Through drone tech, telecommunications companies such as Huawei, and hugely popular apps like TikTok, the Chinese Communist Party (CCP) has extended its reach far beyond the people of China.
While, historically, the Chinese government has long criticized the U.S. as imperialistic for acting as the world’s policeman, the CCP’s ambitions have grown to the point where Beijing is forming a Digital People’s Liberation Army to attack the American homeland.
Sun Tzu, the revered Chinese military strategist and author of The Art of War, once said, “It is never beneficial to a nation to have a military operation continue for a long time.”
As opposed to storming a beachhead in a distant land, China prefers to suffocate an enemy without firing a shot.
China arguably boasts the world’s largest naval fleet, though they have only one overseas naval base.
Meanwhile, the U.S. maintains hundreds of overseas military bases, including many naval bases.
For Communist China, the strategy against the West relies on technology, not troops.
Enter CCP-controlled Huawei telecommunications, DJI drones, and TikTok.
These behemoths are a blueprint for how the CCP integrates its civilian, government, and military apparatuses for purposes of espionage.
For instance, Huawei CEO Ren Zhengfei is a member of the Communist Party and served in the Chinese military. Huawei received $75 billion of government support to expand its global operations selling hardware laced with “cybersecurity risks and vulnerabilities” that allow China a backdoor into networks relying on Huawei equipment.
The company has been on a U.S. sanctions list since 2019. Recently, the FBI warned that Huawei equipment atop cell towers in the Midwest was capable of intercepting and disrupting U.S. nuclear arsenal communications. The CCP is already on American soil monitoring our most sensitive defense outposts, but that’s just the beginning.
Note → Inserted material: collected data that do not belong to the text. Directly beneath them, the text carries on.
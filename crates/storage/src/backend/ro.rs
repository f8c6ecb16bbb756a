//! Read-only key-value store.
//!
//! Wraps another store and prevents writes from executing, while still
//! indicating success on return.

use async_trait::async_trait;

use crate::{KeyValueStore, StoreHandle, error::Result};

/// Read-only key-value store.
///
/// Wraps another store and silently drops all write operations, logging an
/// [`info event`](tracing::Event).
#[derive(Clone)]
pub struct ReadOnlyBackend {
    inner: StoreHandle,
}
impl ReadOnlyBackend {
    pub fn new(inner: StoreHandle) -> Self {
        Self { inner }
    }
}

#[async_trait]
impl KeyValueStore for ReadOnlyBackend {
    fn name(&self) -> &str {
        self.inner.name()
    }

    async fn get(&self, key: &str) -> Result<Option<String>> {
        self.inner.get(key).await
    }

    async fn set(&self, key: &str, value: &str) -> Result<()> {
        tracing::info!(key, bytes = value.len(), "Skipping write during read-only mode");
        Ok(())
    }

    async fn remove(&self, key: &str) -> Result<()> {
        tracing::info!(key, "Skipping remove during read-only mode");
        Ok(())
    }
}
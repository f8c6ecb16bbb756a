//! Provider Error Types
//!
//! Every kind here means the network path is unavailable for this reference;
//! none of them are ever shown to an end user.

use derive_more::{Display, Error};

/// A provider error with automatic location tracking.
pub type Error = exn::Exn<ErrorKind>;
/// Result type alias for provider operations.
pub type Result<T> = std::result::Result<T, Error>;

#[derive(Debug, Display, Error, Clone, PartialEq, Eq)]
pub enum ErrorKind {
    /// Request could not be sent or the connection failed.
    #[display("network error: {_0}")]
    Network(#[error(not(source))] String),
    /// No response within the configured timeout.
    #[display("request timed out")]
    Timeout,
    /// Upstream answered with a non-success status.
    #[display("upstream returned status {_0}")]
    Status(#[error(not(source))] u16),
    /// Response body does not match the endpoint's declared format.
    #[display("unexpected {_0} response")]
    Format(#[error(not(source))] &'static str),
    /// Response parsed, but holds no text for the requested verses.
    #[display("response contains no text for the requested verses")]
    Empty,
    /// Endpoint definition is unusable.
    #[display("invalid endpoint: {_0}")]
    InvalidEndpoint(#[error(not(source))] String),
    /// No endpoints are configured.
    #[display("no endpoints configured")]
    NoEndpoints,
}

impl ErrorKind {
    /// Returns `true` if retrying might succeed.
    pub fn is_retryable(&self) -> bool {
        matches!(self, Self::Network(_) | Self::Timeout | Self::Status(_))
    }
}
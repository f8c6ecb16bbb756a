use crate::error::{ErrorKind, Result};
use crate::models::{BatchVerse, HealthReport, RepairReport, ServiceStats, VerseSource};
use exn::ResultExt;
use futures::future::join_all;
use lectio_cache::TextResolutionCache;
#[cfg(feature = "http")]
use lectio_cache::provider::HttpProvider;
use lectio_cache::provider::ProviderHandle;
use lectio_canon::VerseReference;
use lectio_config::Config;
use lectio_distribute::{DistributionStats, SequentialDistributor};
use lectio_fallback::{EmergencyVerse, FallbackChain, FallbackTier, failsafe, popular_references};
use lectio_storage::StoreHandle;
#[cfg(feature = "http")]
use lectio_storage::backend::{LocalBackend, ReadOnlyBackend};
use std::collections::HashSet;
use std::sync::Arc;
use std::time::Duration;

pub type ServiceHandle = Arc<VerseService>;

/// The verse subsystem, constructed once and shared by handle.
///
/// Every batch has exactly the requested number of verses: references come
/// from the [`SequentialDistributor`], text from the [`TextResolutionCache`],
/// and any slot that cannot be resolved is filled by the [`FallbackChain`].
pub struct VerseService {
    store: StoreHandle,
    provider: ProviderHandle,
    distributor: SequentialDistributor,
    cache: Arc<TextResolutionCache>,
    fallback: FallbackChain,
    version: String,
    state_key: String,
    batch_size: usize,
}

impl VerseService {
    pub fn new(store: StoreHandle, provider: ProviderHandle, config: &Config) -> Self {
        let cache = Arc::new(TextResolutionCache::with_settings(
            Arc::clone(&store),
            Arc::clone(&provider),
            config.cache.settings(),
        ));
        let distributor =
            SequentialDistributor::new(Arc::clone(&store)).with_key(config.distribution.state_key.as_str());
        Self {
            fallback: FallbackChain::new(Arc::clone(&cache), config.provider.version.as_str()),
            store,
            provider,
            distributor,
            cache,
            version: config.provider.version.clone(),
            state_key: config.distribution.state_key.clone(),
            batch_size: config.distribution.batch_size,
        }
    }

    /// Local files and the configured HTTP endpoints.
    ///
    /// With `storage.read_only` set, persisted state is read but never written.
    #[cfg(feature = "http")]
    pub fn from_config(config: &Config) -> Result<Self> {
        let local: StoreHandle =
            Arc::new(LocalBackend::new("local", &config.storage.path).or_raise(|| ErrorKind::Storage)?);
        let store: StoreHandle = match config.storage.read_only {
            true => Arc::new(ReadOnlyBackend::new(local)),
            false => local,
        };
        let provider = HttpProvider::new(config.provider.endpoints.clone(), config.cache.fetch_timeout())
            .or_raise(|| ErrorKind::Provider)?;
        Ok(Self::new(store, Arc::new(provider), config))
    }

    /// Replace the distributor, keeping everything else.
    pub fn with_distributor(self, distributor: SequentialDistributor) -> Self {
        Self { distributor, ..self }
    }

    /// Configured batch size.
    pub fn batch_size(&self) -> usize {
        self.batch_size
    }

    /// Exactly `count` verses.
    ///
    /// # Errors
    ///
    /// [`ErrorKind::BatchTooLarge`] if `count` is zero or exceeds the
    /// universe. Nothing else fails; unresolved slots are filled by the
    /// fallback chain.
    #[tracing::instrument(skip(self))]
    pub async fn get_next_batch(&self, count: usize) -> Result<Vec<BatchVerse>> {
        let references = match self.distributor.next(count).await {
            Ok(references) => references,
            Err(err) => {
                let kind = match *err {
                    lectio_distribute::error::ErrorKind::BatchTooLarge { requested, universe } => {
                        ErrorKind::BatchTooLarge { requested, universe }
                    },
                    lectio_distribute::error::ErrorKind::StorageCorrupted(_) => ErrorKind::Storage,
                };
                return Err(err.raise(kind));
            },
        };

        let resolutions =
            join_all(references.iter().map(|reference| self.cache.resolve(reference, &self.version))).await;

        let mut resolved = Vec::with_capacity(references.len());
        for (reference, resolution) in references.into_iter().zip(resolutions) {
            match resolution {
                Ok(passage) => resolved.push(Some(BatchVerse {
                    reference,
                    text: passage.text,
                    source: VerseSource::Resolved(passage.source),
                })),
                Err(err) => {
                    tracing::warn!(%reference, error = ?err, "Falling back for unresolved reference");
                    resolved.push(None);
                },
            }
        }

        // One call for every failed slot, so fallbacks never repeat a verse
        // already in the batch.
        let failed = resolved.iter().filter(|slot| slot.is_none()).count();
        let mut emergency = if failed == 0 {
            Vec::new().into_iter()
        } else {
            let served: HashSet<VerseReference> = resolved.iter().flatten().map(|verse| verse.reference).collect();
            self.fallback.get_emergency_verses_excluding(failed, &served).await.into_iter()
        };
        let batch = resolved
            .into_iter()
            .map(|slot| match slot {
                Some(verse) => verse,
                None => {
                    let verse = emergency.next().unwrap_or_else(failsafe_verse);
                    BatchVerse {
                        reference: verse.reference,
                        text: verse.text,
                        source: VerseSource::Fallback(verse.tier),
                    }
                },
            })
            .collect();
        Ok(batch)
    }

    pub async fn get_stats(&self) -> ServiceStats {
        ServiceStats {
            cache: self.cache.stats().await,
            distribution: self.distributor.stats().await,
        }
    }

    /// Discard distribution progress and start a fresh first cycle.
    pub async fn reset_distribution(&self) -> DistributionStats {
        self.distributor.reset().await
    }

    pub async fn clear_cache(&self) -> Result<()> {
        self.cache.clear().await.or_raise(|| ErrorKind::Storage)
    }

    #[tracing::instrument(skip(self))]
    pub async fn health(&self) -> HealthReport {
        let (reference, _) = failsafe();
        let online = matches!(
            tokio::time::timeout(self.fetch_timeout(), self.provider.fetch(&reference, &self.version)).await,
            Ok(Ok(_))
        );
        let store_reachable = match self.store.get(&self.state_key).await {
            Ok(_) => true,
            Err(err) => {
                tracing::warn!(store = self.store.name(), error = ?err, "Store unreachable");
                false
            },
        };
        let report = HealthReport::new(
            online,
            store_reachable,
            self.cache.is_readable().await,
            !self.fallback.offline_table().is_empty(),
            !self.fallback.hardcoded_table().is_empty(),
        );
        tracing::info!(healthy = report.is_healthy(), online, store_reachable, "Health check complete");
        report
    }

    /// Rebuild the cache: clear it, then preload the popular verses.
    #[tracing::instrument(skip(self))]
    pub async fn repair(&self) -> RepairReport {
        let cache_cleared = match self.cache.clear().await {
            Ok(()) => true,
            Err(err) => {
                tracing::warn!(error = ?err, "Unable to clear verse cache during repair");
                false
            },
        };
        let references = popular_references();
        let preloaded = self.cache.preload(references, &self.version).await;
        RepairReport {
            cache_cleared,
            preloaded,
            requested: references.len(),
        }
    }

    fn fetch_timeout(&self) -> Duration {
        self.cache.settings().fetch_timeout
    }

}

fn failsafe_verse() -> EmergencyVerse {
    let (reference, text) = failsafe();
    EmergencyVerse {
        reference,
        text: text.to_string(),
        tier: FallbackTier::Failsafe,
    }
}
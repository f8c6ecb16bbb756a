use crate::error::{ErrorKind, Result};
use crate::state::{DistributionState, DistributionStats, StateRecord};
use lectio_canon::VerseReference;
use lectio_storage::StoreHandle;
use lectio_storage::json::{self, Loaded};
use rand::SeedableRng;
use rand::rngs::StdRng;
use rand::seq::SliceRandom;
use std::sync::Arc;
use time::UtcDateTime;
use tokio::sync::Mutex;

/// Store key used when none is configured.
pub const DEFAULT_STATE_KEY: &str = "sequential_verse_system";

struct Inner {
    /// Last known state; used when the store cannot be read.
    state: Option<DistributionState>,
    /// The last write failed, so the store lags behind `state`.
    dirty: bool,
    rng: StdRng,
}

/// Serves the universe in fixed-size batches, each reference exactly once
/// per cycle, across calls and process restarts.
///
/// State is persisted in the configured store after every change. Store
/// failures never surface: an unreadable store falls back to the last
/// in-memory state (or a fresh one), and a failed write is logged and
/// retried implicitly on the next call.
///
/// # Examples
///
/// ```
/// use lectio_distribute::SequentialDistributor;
/// use lectio_storage::{StoreHandle, backend::LocalBackend};
/// use std::sync::Arc;
///
/// # #[tokio::main(flavor = "current_thread")]
/// # async fn main() -> Result<(), Box<dyn std::error::Error>> {
/// let dir = std::env::temp_dir().join("lectio-distribute-doctest");
/// let store: StoreHandle = Arc::new(LocalBackend::new("local", &dir)?);
/// let distributor = SequentialDistributor::new(store);
/// let batch = distributor.next(2).await?;
/// assert_eq!(batch.len(), 2);
/// # Ok(())
/// # }
/// ```
pub struct SequentialDistributor {
    store: StoreHandle,
    key: String,
    universe: Arc<[VerseReference]>,
    inner: Mutex<Inner>,
}

impl SequentialDistributor {
    /// Distributor over the full canonical universe, persisted under
    /// [`DEFAULT_STATE_KEY`].
    pub fn new(store: StoreHandle) -> Self {
        Self::with_universe(store, lectio_canon::universe().into())
    }

    /// Distributor over an arbitrary universe.
    ///
    /// Panics if the universe is empty or has more than `u32::MAX` items.
    pub fn with_universe(store: StoreHandle, universe: Arc<[VerseReference]>) -> Self {
        assert!(!universe.is_empty(), "cannot distribute an empty universe");
        assert!(u32::try_from(universe.len()).is_ok(), "universe too large to index");
        Self {
            store,
            key: DEFAULT_STATE_KEY.to_string(),
            universe,
            inner: Mutex::new(Inner {
                state: None,
                dirty: false,
                rng: StdRng::from_entropy(),
            }),
        }
    }

    /// Persist state under a different store key.
    pub fn with_key(mut self, key: impl Into<String>) -> Self {
        self.key = key.into();
        self
    }

    /// Use a deterministic shuffle.
    pub fn with_seed(self, seed: u64) -> Self {
        Self {
            inner: Mutex::new(Inner {
                state: None,
                dirty: false,
                rng: StdRng::seed_from_u64(seed),
            }),
            ..self
        }
    }

    /// Number of references in one cycle.
    pub fn universe_size(&self) -> usize {
        self.universe.len()
    }

    /// Load persisted state, creating and persisting a fresh cycle if there
    /// is none or it cannot be used.
    #[tracing::instrument(level = "debug", skip(self), fields(store = self.store.name()))]
    pub async fn initialize(&self) -> DistributionStats {
        let mut inner = self.inner.lock().await;
        let (state, created) = self.load_or_create(&mut inner).await;
        if created {
            inner.dirty = !self.persist(&state).await;
        }
        let stats = DistributionStats::from(&state);
        inner.state = Some(state);
        stats
    }

    /// Serve the next `batch_size` references.
    ///
    /// When fewer than `batch_size` references remain in the current cycle,
    /// a new cycle is shuffled first and the batch is served from it.
    ///
    /// # Errors
    ///
    /// [`ErrorKind::BatchTooLarge`] if `batch_size` is zero or exceeds the
    /// universe size. Nothing else is ever returned.
    #[tracing::instrument(level = "debug", skip(self), fields(store = self.store.name()))]
    pub async fn next(&self, batch_size: usize) -> Result<Vec<VerseReference>> {
        if batch_size == 0 || batch_size > self.universe.len() {
            exn::bail!(ErrorKind::BatchTooLarge {
                requested: batch_size,
                universe: self.universe.len(),
            });
        }
        let mut inner = self.inner.lock().await;
        let (mut state, _) = self.load_or_create(&mut inner).await;
        if state.cursor + batch_size > state.permutation.len() {
            self.begin_next_cycle(&mut state, &mut inner.rng);
        }
        let start = state.cursor;
        let batch: Vec<VerseReference> = state.permutation[start..start + batch_size]
            .iter()
            .map(|&index| self.universe[index as usize])
            .collect();
        state.cursor += batch_size;
        tracing::debug!(cursor = state.cursor, cycle = state.cycle_count, "Advanced distribution cursor");
        inner.dirty = !self.persist(&state).await;
        inner.state = Some(state);
        Ok(batch)
    }

    /// Discard persisted state and start again from cycle one.
    #[tracing::instrument(skip(self), fields(store = self.store.name()))]
    pub async fn reset(&self) -> DistributionStats {
        let mut inner = self.inner.lock().await;
        if let Err(err) = self.store.remove(&self.key).await {
            tracing::warn!(error = ?err, "Unable to remove persisted distribution state");
        }
        let state = Self::fresh_state(self.universe.len(), &mut inner.rng);
        inner.dirty = !self.persist(&state).await;
        tracing::info!("Distribution reset to a fresh cycle");
        let stats = DistributionStats::from(&state);
        inner.state = Some(state);
        stats
    }

    /// Current position within the current cycle.
    pub async fn stats(&self) -> DistributionStats {
        let mut inner = self.inner.lock().await;
        let (state, created) = self.load_or_create(&mut inner).await;
        if created {
            inner.dirty = !self.persist(&state).await;
        }
        let stats = DistributionStats::from(&state);
        inner.state = Some(state);
        stats
    }

    /// Re-read the persisted state before every mutation, unless the store
    /// is known to lag behind the in-memory copy.
    async fn load_or_create(&self, inner: &mut Inner) -> (DistributionState, bool) {
        if inner.dirty
            && let Some(state) = inner.state.take()
        {
            return (state, false);
        }
        match json::load::<StateRecord>(&*self.store, &self.key).await {
            Ok(Loaded::Present(record)) => match record.into_state(self.universe.len()) {
                Ok(state) => return (state, false),
                Err(err) => tracing::warn!(error = ?err, "Discarding persisted distribution state"),
            },
            Ok(Loaded::Corrupted(reason)) => {
                let err = exn::Exn::from(ErrorKind::StorageCorrupted(reason));
                tracing::warn!(error = ?err, "Discarding unparsable distribution state");
            },
            Ok(Loaded::Absent) => {
                if let Some(state) = inner.state.take() {
                    return (state, false);
                }
            },
            Err(err) => {
                tracing::warn!(error = ?err, "Distribution store unavailable; using in-memory state");
                if let Some(state) = inner.state.take() {
                    return (state, false);
                }
            },
        }
        tracing::info!(universe = self.universe.len(), "Starting a new distribution");
        (Self::fresh_state(self.universe.len(), &mut inner.rng), true)
    }

    fn fresh_state(universe_size: usize, rng: &mut StdRng) -> DistributionState {
        let now = UtcDateTime::now();
        DistributionState {
            permutation: Self::shuffled(universe_size, rng),
            cursor: 0,
            cycle_count: 1,
            created_at: now,
            last_reset_at: now,
        }
    }

    fn begin_next_cycle(&self, state: &mut DistributionState, rng: &mut StdRng) {
        state.permutation = Self::shuffled(self.universe.len(), rng);
        state.cursor = 0;
        state.cycle_count += 1;
        state.last_reset_at = UtcDateTime::now();
        tracing::info!(cycle = state.cycle_count, "Universe fully served; reshuffled for a new cycle");
    }

    fn shuffled(universe_size: usize, rng: &mut StdRng) -> Vec<u32> {
        // Bounded by the assertion in the constructor.
        let mut permutation: Vec<u32> = (0..universe_size as u32).collect();
        permutation.shuffle(rng);
        permutation
    }

    /// Returns whether the state reached the store.
    async fn persist(&self, state: &DistributionState) -> bool {
        match json::save(&*self.store, &self.key, &StateRecord::from(state)).await {
            Ok(_) => true,
            Err(err) => {
                tracing::warn!(error = ?err, "Unable to persist distribution state; keeping it in memory");
                false
            },
        }
    }
}
//! Known upstream response layouts.
//!
//! Each endpoint declares which layout it answers with, and that layout's
//! parser is the only one applied to its responses.

use super::error::{ErrorKind, Result};
use exn::ResultExt;
use lectio_canon::VerseReference;
use serde::{Deserialize, Serialize};
use std::collections::HashMap;

/// Response layout of a text endpoint.
#[derive(Debug, Clone, Copy, PartialEq, Eq, Hash, Serialize, Deserialize)]
#[serde(rename_all = "snake_case")]
pub enum ResponseFormat {
    /// `{"text": "..."}`, the whole passage as one string.
    Passage,
    /// `{"verses": [{"verse": 16, "text": "..."}, ...]}`, one item per verse.
    VerseList,
    /// `{"16": "...", "17": "..."}`, a whole chapter keyed by verse number.
    ChapterMap,
}

#[derive(Deserialize)]
struct PassageBody {
    text: String,
}

#[derive(Deserialize)]
struct VerseListBody {
    verses: Vec<VerseItem>,
}

#[derive(Deserialize)]
struct VerseItem {
    #[serde(default)]
    chapter: Option<u16>,
    verse: u16,
    text: String,
}

impl ResponseFormat {
    pub fn label(&self) -> &'static str {
        match self {
            Self::Passage => "passage",
            Self::VerseList => "verse_list",
            Self::ChapterMap => "chapter_map",
        }
    }

    /// Extract the text of `reference` from a response body.
    ///
    /// Whitespace runs are collapsed to single spaces, and multiple verses
    /// are joined with a space.
    pub fn parse(&self, body: &str, reference: &VerseReference) -> Result<String> {
        let text = match self {
            Self::Passage => parse_passage(body),
            Self::VerseList => parse_verse_list(body, reference),
            Self::ChapterMap => parse_chapter_map(body, reference),
        }
        .or_raise(|| ErrorKind::Format(self.label()))?;
        let text = collapse_whitespace(&text);
        if text.is_empty() {
            exn::bail!(ErrorKind::Empty);
        }
        Ok(text)
    }
}

fn parse_passage(body: &str) -> serde_json::Result<String> {
    Ok(serde_json::from_str::<PassageBody>(body)?.text)
}

fn parse_verse_list(body: &str, reference: &VerseReference) -> serde_json::Result<String> {
    let verses = serde_json::from_str::<VerseListBody>(body)?.verses;
    Ok(verses
        .into_iter()
        .filter(|item| item.chapter.is_none_or(|chapter| chapter == reference.chapter()))
        .filter(|item| reference.verses().contains(&item.verse))
        .map(|item| item.text)
        .collect::<Vec<_>>()
        .join(" "))
}

fn parse_chapter_map(body: &str, reference: &VerseReference) -> serde_json::Result<String> {
    let mut chapter = serde_json::from_str::<HashMap<String, String>>(body)?;
    Ok(reference
        .verses()
        .filter_map(|verse| chapter.remove(&verse.to_string()))
        .collect::<Vec<_>>()
        .join(" "))
}

fn collapse_whitespace(text: &str) -> String {
    text.split_whitespace().collect::<Vec<_>>().join(" ")
}
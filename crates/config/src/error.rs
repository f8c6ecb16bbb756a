//! Config Error Types
//!
//! This module provides structured errors using `exn` for automatic location
//! tracking and error tree construction.

use derive_more::{Display, Error};
use std::path::PathBuf;

/// A configuration error with automatic location tracking.
pub type Error = exn::Exn<ErrorKind>;
/// Result type alias for configuration operations.
pub type Result<T> = std::result::Result<T, Error>;

#[derive(Debug, Display, Error, Clone, PartialEq, Eq)]
pub enum ErrorKind {
    /// A source could not be read or does not match the expected shape.
    #[display("unable to load configuration")]
    Load,
    /// An explicitly requested configuration file does not exist.
    #[display("configuration file not found: {}", _0.display())]
    NotFound(#[error(not(source))] PathBuf),
    /// Configuration file extension is not one of toml, yaml, yml or json.
    #[display("unsupported configuration format: {}", _0.display())]
    UnsupportedFormat(#[error(not(source))] PathBuf),
    /// A value was loaded but is not acceptable.
    #[display("invalid configuration value: {_0}")]
    Invalid(#[error(not(source))] &'static str),
}

impl ErrorKind {
    /// Returns `true` if retrying might succeed.
    pub fn is_retryable(&self) -> bool {
        false
    }
}
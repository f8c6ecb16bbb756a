use crate::error::{ErrorKind, Result};
use crate::table::{StaticVerseTable, failsafe, popular_references};
use crate::tier::FallbackTier;
use lectio_cache::TextResolutionCache;
use lectio_canon::VerseReference;
use rand::seq::SliceRandom;
use std::collections::HashSet;
use std::sync::Arc;

/// A verse served by the fallback chain.
#[derive(Debug, Clone, PartialEq, Eq)]
pub struct EmergencyVerse {
    pub reference: VerseReference,
    pub text: String,
    pub tier: FallbackTier,
}

/// Produces verses when the normal path cannot.
///
/// Tiers are consulted in [`FallbackTier::ALL`] order, each only for the
/// shortfall left by the tiers before it. Verses from earlier tiers are kept.
/// A reference is never served twice by the table tiers; only the failsafe
/// verse repeats.
pub struct FallbackChain {
    cache: Arc<TextResolutionCache>,
    version: String,
    offline: StaticVerseTable,
    hardcoded: StaticVerseTable,
}

impl FallbackChain {
    /// Chain over the bundled tables; popular verses resolve in `version`.
    pub fn new(cache: Arc<TextResolutionCache>, version: impl Into<String>) -> Self {
        Self {
            cache,
            version: version.into(),
            offline: StaticVerseTable::offline().clone(),
            hardcoded: StaticVerseTable::hardcoded().clone(),
        }
    }

    /// Replace the bundled offline and hardcoded tables.
    pub fn with_tables(self, offline: StaticVerseTable, hardcoded: StaticVerseTable) -> Self {
        Self {
            offline,
            hardcoded,
            ..self
        }
    }

    pub fn offline_table(&self) -> &StaticVerseTable {
        &self.offline
    }

    pub fn hardcoded_table(&self) -> &StaticVerseTable {
        &self.hardcoded
    }

    /// Exactly `count` verses. Never fails.
    pub async fn get_emergency_verses(&self, count: usize) -> Vec<EmergencyVerse> {
        self.get_emergency_verses_excluding(count, &HashSet::new()).await
    }

    /// Exactly `count` verses, none of them in `exclude` unless only the
    /// failsafe is left. Never fails.
    #[tracing::instrument(level = "debug", skip(self, exclude), fields(excluded = exclude.len()))]
    pub async fn get_emergency_verses_excluding(
        &self,
        count: usize,
        exclude: &HashSet<VerseReference>,
    ) -> Vec<EmergencyVerse> {
        let mut verses: Vec<EmergencyVerse> = Vec::with_capacity(count);
        for tier in FallbackTier::ALL {
            let shortfall = count - verses.len();
            if shortfall == 0 {
                break;
            }
            let mut served = exclude.clone();
            served.extend(verses.iter().map(|verse| verse.reference));
            let outcome = match tier {
                FallbackTier::Popular => self.popular(shortfall, &served).await,
                FallbackTier::OfflineStatic => Self::from_table(&self.offline, tier, shortfall, &served),
                FallbackTier::Hardcoded => Self::from_table(&self.hardcoded, tier, shortfall, &served),
                FallbackTier::Failsafe => Ok(Self::failsafe(shortfall)),
            };
            match outcome {
                Ok(found) => {
                    if found.len() < shortfall {
                        tracing::debug!(%tier, found = found.len(), shortfall, "Fallback tier partially served");
                    }
                    verses.extend(found);
                },
                Err(err) => tracing::warn!(%tier, error = ?err, "Fallback tier unavailable"),
            }
        }
        verses
    }

    async fn popular(&self, amount: usize, exclude: &HashSet<VerseReference>) -> Result<Vec<EmergencyVerse>> {
        let candidates: Vec<VerseReference> =
            popular_references().iter().filter(|reference| !exclude.contains(reference)).copied().collect();
        let picks: Vec<VerseReference> =
            candidates.choose_multiple(&mut rand::thread_rng(), amount).copied().collect();
        let mut verses = Vec::with_capacity(picks.len());
        let mut last_error = None;
        for reference in picks {
            match self.cache.resolve(&reference, &self.version).await {
                Ok(passage) => verses.push(EmergencyVerse {
                    reference,
                    text: passage.text,
                    tier: FallbackTier::Popular,
                }),
                Err(err) => last_error = Some(err),
            }
        }
        match (verses.is_empty(), last_error) {
            (true, Some(err)) => Err(err.raise(ErrorKind::TierExhausted(FallbackTier::Popular))),
            (true, None) => exn::bail!(ErrorKind::TierExhausted(FallbackTier::Popular)),
            (false, _) => Ok(verses),
        }
    }

    fn from_table(
        table: &StaticVerseTable,
        tier: FallbackTier,
        amount: usize,
        exclude: &HashSet<VerseReference>,
    ) -> Result<Vec<EmergencyVerse>> {
        let verses: Vec<EmergencyVerse> = table
            .sample(amount, exclude, &mut rand::thread_rng())
            .into_iter()
            .map(|(reference, text)| EmergencyVerse {
                reference,
                text: text.to_string(),
                tier,
            })
            .collect();
        if verses.is_empty() {
            exn::bail!(ErrorKind::TierExhausted(tier));
        }
        Ok(verses)
    }

    fn failsafe(amount: usize) -> Vec<EmergencyVerse> {
        let (reference, text) = failsafe();
        let verse = EmergencyVerse {
            reference,
            text: text.to_string(),
            tier: FallbackTier::Failsafe,
        };
        vec![verse; amount]
    }
}
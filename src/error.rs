//! Service Error Types
//!
//! This module provides structured errors using `exn` for automatic location
//! tracking and error tree construction.

use derive_more::{Display, Error};

/// A service error with automatic location tracking.
pub type Error = exn::Exn<ErrorKind>;
/// Result type alias for service operations.
pub type Result<T> = std::result::Result<T, Error>;

/// Actionable error categories.
///
/// Runtime failures inside the service are absorbed by fallbacks; these are
/// the ones a caller can act on.
#[derive(Debug, Display, Error, Clone, PartialEq, Eq)]
pub enum ErrorKind {
    /// Requested batch size is zero or larger than the universe.
    #[display("batch of {requested} cannot be served from a universe of {universe}")]
    BatchTooLarge { requested: usize, universe: usize },
    /// Configuration could not be loaded or is invalid.
    #[display("configuration error")]
    Config,
    /// The persisted store could not be opened or rejected a maintenance operation.
    #[display("storage error")]
    Storage,
    /// The text provider could not be constructed.
    #[display("text provider error")]
    Provider,
}

impl ErrorKind {
    /// Returns `true` if retrying might succeed.
    pub fn is_retryable(&self) -> bool {
        matches!(self, Self::Storage)
    }
}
DJI is the world’s largest civilian drone manufacturer and counts Beijing as a direct investor.
The Department of Defense maintains that DJI drones potentially threaten national security, and efforts have been made to restrict the use of DJI drones by government agencies with various levels of success.
FCC Commissioner Brendan Carr warned that DJI collects “high-resolution images of critical infrastructure,” facial recognition information, and swaths of data from smartphones.
Yet, its drones are still used by hundreds of state and local police departments and the federal government who justify doing so because the equipment is cheap.
We’ve taken the bait and now Beijing’s trojan horse with wings is mapping the United States and collecting biometric data while China expends little effort.
Strategically brilliant and frightening.
Lastly, ByteDance is the Beijing-backed parent company of video sharing platform TikTok.
TikTok has approximately 80 million users in the U.S., the majority of whom are between the ages of 10 and 29.
It harvests troves of user data including browsing history, geolocation data, keystroke information, financial data, social contacts, draft messages, and more.
The information can be aggregated using artificial intelligence technologies to develop sophisticated user profiles exposing individuals to blackmail and coercion.
Moreover, BuzzFeed’s reporting solidified allegations that TikTok’s American user data is routinely accessed in China.
The app is a technological honey trap, efficiently doing the work of a million Beijing spies.
The Chinese Communist Party is waging unrestricted warfare on the U.S.
According to retired Brigadier General Robert Spalding in “War Without Rules,” this involves a fusion of military and non-military tactics designed to attack our economic, social, and political systems.
Their approach is predicated on a mindset of encirclement etched into the Chinese psyche for generations by the ancient game Go, according to Henry Kissinger.
While Kissinger missed the mark on China’s intent, his assessment of their strategic thinking is accurate.
China subtly encircles enemies and lashes out if threatened with the same.
This may explain the CCP forces crossing the Yalu River to ambush U.S. forces during the Korean War or why PLA troops killed 20 Indian soldiers in a western Himalaya border dispute in June 2020.
Technology has accelerated the CCP’s ambition to supplant the U.S. as the world’s leading superpower.
While Chinese strategists have long viewed war as a resource drain, subsidized technology acts as a 21st-century digital PLA that is easily sent abroad and highly effective.
Huawei provides the ears, DJI the eyes, and TikTok the human data to triangulate intelligence about our strengths and vulnerabilities.
China is already at war with America, and we’re sinking our own ship.